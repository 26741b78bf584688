//! Saliency map normalization and resizing

use crate::error::{CompositeError, Result};
use image::{imageops::FilterType, ImageBuffer, Luma};
use ndarray::Array4;

/// Single-channel float raster
pub type MaskBuffer = ImageBuffer<Luma<f32>, Vec<f32>>;

/// Per-pixel saliency, raw from the model or rescaled into `[0, 1]`
#[derive(Debug, Clone, PartialEq)]
pub struct SaliencyMap {
    buffer: MaskBuffer,
}

impl SaliencyMap {
    /// Take the first channel of the first batch item of a model output
    ///
    /// # Errors
    /// - Output is empty or has a zero spatial dimension
    /// - Output contains NaN or infinite values
    pub fn from_model_output(output: &Array4<f32>) -> Result<Self> {
        let &[batch, channels, height, width] = output.shape() else {
            return Err(CompositeError::inference("Model output is not 4-dimensional"));
        };
        if batch == 0 || channels == 0 || height == 0 || width == 0 {
            return Err(CompositeError::inference(format!(
                "Model output has an empty dimension: {:?}",
                output.shape()
            )));
        }

        let plane = output.slice(ndarray::s![0, 0, .., ..]);
        if plane.iter().any(|v| !v.is_finite()) {
            return Err(CompositeError::inference(
                "Model output contains non-finite values",
            ));
        }

        let width = u32::try_from(width)
            .map_err(|_| CompositeError::inference("Model output width out of range"))?;
        let height = u32::try_from(height)
            .map_err(|_| CompositeError::inference("Model output height out of range"))?;

        // `iter()` walks a 2D view in row-major order regardless of memory layout
        let data: Vec<f32> = plane.iter().copied().collect();
        Self::from_raw(width, height, data)
    }

    /// Wrap a row-major buffer of `width * height` values
    ///
    /// # Errors
    /// - Buffer length does not match the dimensions
    pub fn from_raw(width: u32, height: u32, data: Vec<f32>) -> Result<Self> {
        let buffer = MaskBuffer::from_raw(width, height, data).ok_or_else(|| {
            CompositeError::processing(format!(
                "Saliency buffer does not match {width}x{height}"
            ))
        })?;
        Ok(Self { buffer })
    }

    /// Min-max rescale into `[0, 1]`
    ///
    /// A constant map carries no saliency information and becomes all zeros.
    #[must_use]
    pub fn normalize(self) -> Self {
        let (min, max) = self.value_range();
        let range = max - min;

        let mut buffer = self.buffer;
        if range > 0.0 {
            for pixel in buffer.pixels_mut() {
                pixel.0[0] = (pixel.0[0] - min) / range;
            }
        } else {
            log::debug!("Constant saliency map ({min}), treating as empty");
            for pixel in buffer.pixels_mut() {
                pixel.0[0] = 0.0;
            }
        }

        Self { buffer }
    }

    /// Lanczos3 resample to `width x height`, clamped to `[0, 1]`
    ///
    /// # Errors
    /// - Zero target dimension
    pub fn resize(&self, width: u32, height: u32) -> Result<Self> {
        if width == 0 || height == 0 {
            return Err(CompositeError::processing_stage_error(
                "mask resize",
                "target dimensions must be non-zero",
                Some(&format!("{width}x{height}")),
            ));
        }

        let mut buffer = image::imageops::resize(&self.buffer, width, height, FilterType::Lanczos3);
        for pixel in buffer.pixels_mut() {
            pixel.0[0] = pixel.0[0].clamp(0.0, 1.0);
        }

        Ok(Self { buffer })
    }

    /// Smallest and largest value in the map
    #[must_use]
    pub fn value_range(&self) -> (f32, f32) {
        self.buffer
            .pixels()
            .map(|p| p.0[0])
            .fold((f32::INFINITY, f32::NEG_INFINITY), |(lo, hi), v| (lo.min(v), hi.max(v)))
    }

    #[must_use]
    pub fn dimensions(&self) -> (u32, u32) {
        self.buffer.dimensions()
    }

    /// Value at column `x`, row `y`
    #[must_use]
    pub fn value(&self, x: u32, y: u32) -> f32 {
        self.buffer.get_pixel(x, y).0[0]
    }

    #[must_use]
    pub fn as_buffer(&self) -> &MaskBuffer {
        &self.buffer
    }
}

--------------------------------

# Requirement
List all lines from the entries that include the word "plane".

# Finished task
        let plane = output.slice(ndarray::s![0, 0, .., ..]);
        if plane.iter().any(|v| !v.is_finite()) {
        let data: Vec<f32> = plane.iter().copied().collect();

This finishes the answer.